There is nothing more perilous – in emotion and in practicality – than an audit. It evokes cold sweats in some employees, hair pulling frustration in others. It is also, arguably, the number one mechanism firms need to routinely gauge the protection they’re offering their employees, intellectual property, privileged information and personally identifying information.

The problem often lies in selecting the right auditor for your company. As The New York Times writes in this Economix blog post the worst offenders are often right under our noses:

“One unfortunate fact about the auditing business is that those who depend on the audit — investors, lenders and customers — are not the ones who choose the audit firm. At the places where an audit is most needed, the people choosing the auditor may be the ones who have the most to fear from a good audit.”

So, when you, an honest person with nothing to hide, are granted the luxury of being a part of the audit selecting team, there are some things you need to know.

Make a list… check it twice. The folks at TechTarget are chock full of informative and easy to digest information on security auditing. One of their top tips is to develop a before-, during-, and after audit checklist. Here’s the questions you should be asking before you give anyone the ‘go ahead.’

  1. Who are members of the audit team, and what are their roles and assignments?
  2. What are the credentials and experience of the assigned audit team?
  3. What orientation or training can you provide them to be comfortable within the environment?
  4. Communicate with your managers and staff in the areas to be audited.
  5. If an area was audited before, review the prior report to see the issues raised and recommended made. Get an update of corrections or changes made as a result of prior audit work and give your staff and the audit department credit.

Many of these questions must be answered internally before you even begin the process of interviewing and selecting an auditor. For more ActiveCare tips on identifying best in class auditors, click here.

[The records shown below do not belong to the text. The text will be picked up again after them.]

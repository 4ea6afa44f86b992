//! HTTP routes.

pub mod signup;
pub mod status;

/// Assemble an [`crate::AppState`] around arbitrary collaborators.
#[cfg(test)]
pub(crate) fn state(
    email: std::sync::Arc<dyn crate::email::EmailValidator>,
    accounts: std::sync::Arc<dyn crate::account::AccountCreator>,
) -> crate::AppState {
    crate::AppState {
        config: std::sync::Arc::new(crate::config::Configuration::default()),
        email,
        accounts,
    }
}
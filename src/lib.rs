//! Registra is a lightweight signup gateway for account services.

#![forbid(unsafe_code)]

pub mod account;
pub mod config;
pub mod email;
pub mod error;
mod router;
pub mod telemetry;

use std::sync::Arc;
use std::time::Duration;

use axum::body::Bytes;
use axum::http::Method;
use axum::routing::{get, post};
use axum::{Router, middleware as AxumMiddleware};
use tower::ServiceBuilder;
use tower_http::LatencyUnit;
use tower_http::cors::{Any, CorsLayer};
use tower_http::timeout::TimeoutLayer;
use tower_http::trace::{
    DefaultMakeSpan, DefaultOnRequest, DefaultOnResponse, TraceLayer,
};

use account::{AccountCreator, MemoryAccounts};
use email::{EmailFormat, EmailValidator};

/// MUST NEVER be used in production.
#[cfg(test)]
pub(crate) async fn make_request(
    app: Router,
    method: Method,
    path: &str,
    body: String,
) -> axum::http::Response<axum::body::Body> {
    use axum::extract::Request;
    use axum::http::header;
    use tower::util::ServiceExt;

    app.oneshot(
        Request::builder()
            .method(method)
            .uri(path)
            .header(header::CONTENT_TYPE, "application/json")
            .body(axum::body::Body::from(body))
            .unwrap(),
    )
    .await
    .unwrap()
}

/// State sharing between routes.
///
/// Holds the two collaborator references, acquired at construction and
/// never reassigned.
#[derive(Clone)]
pub struct AppState {
    pub config: Arc<config::Configuration>,
    pub email: Arc<dyn EmailValidator>,
    pub accounts: Arc<dyn AccountCreator>,
}

/// Create router.
pub fn app(state: AppState) -> Router {
    let middleware = ServiceBuilder::new()
        // Add high level tracing/logging to all requests.
        .layer(
            TraceLayer::new_for_http()
                .on_body_chunk(|chunk: &Bytes, latency: Duration, _span: &tracing::Span| {
                    tracing::trace!(size_bytes = chunk.len(), latency = ?latency, "sending body chunk")
                })
                .make_span_with(DefaultMakeSpan::new().level(tracing::Level::INFO))
                .on_request(DefaultOnRequest::new())
                .on_response(DefaultOnResponse::new().latency_unit(LatencyUnit::Micros)),
        )
        // Set a timeout.
        .layer(TimeoutLayer::new(Duration::from_secs(10)))
        // Add CORS preflight support.
        .layer(
            CorsLayer::new()
                .allow_origin(Any)
                .allow_methods([Method::GET, Method::POST, Method::OPTIONS])
                .allow_headers(Any),
        );

    Router::new()
        // `GET /status.json` goes to `status`.
        .route("/status.json", get(router::status::status))
        // `POST /signup` goes to `signup`.
        .route("/signup", post(router::signup::handler))
        .with_state(state)
        .route_layer(AxumMiddleware::from_fn(telemetry::track))
        .layer(middleware)
}

/// Initialize the application state with production collaborators.
pub fn initialize_state() -> Result<AppState, Box<dyn std::error::Error>> {
    // read configuration file. let it in memory.
    let config = config::Configuration::default().read()?;

    Ok(AppState {
        config,
        email: Arc::new(EmailFormat),
        accounts: Arc::new(MemoryAccounts::default()),
    })
}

Location, Location, Communication. You’re going to want to allow your auditor full access to your Information Systems (IS) security and help foster a friendly working relationship with your Information Technology (IT) team. In most cases, face time is crucial in both of these. For that reason, you may want to consider auditors who are local or who have local experts so you’re not burdened with travel expenses on top of auditing fees. If you can find a local auditing firm who understands the importance of solid communication, then it’s a potential win-win. Auditors should be easy to talk with, answer questions or requests in a timely manner, avoid using too much technical jargon, allow employees to continue their work, and be open to working through discrepancies in a solution-oriented format. A my-way-or-the-highway auditor or IT Department head isn’t going to do anyone any good.

Find a specialist and verify their credentials. Once you’ve determined what your specific IT security auditing needs are, you’ll want to find an expert that meets those particular needs. But don’t always take their word for it. Your auditor will have access to, and be handling heaps of, sensitive information, so you’ll want to verify that the information they provide you is true and accurate. That means references, certifications, and examples of their work. Having this information in hand will help you to better compare the list of auditors you’re considering.

Determine your budget. Money shouldn’t be the driving factor in selecting an auditor – after all, one of the reasons you’re hiring them is to protect yourself from fleecing, lawsuits, and theft – but it will probably always be a factor in your decision.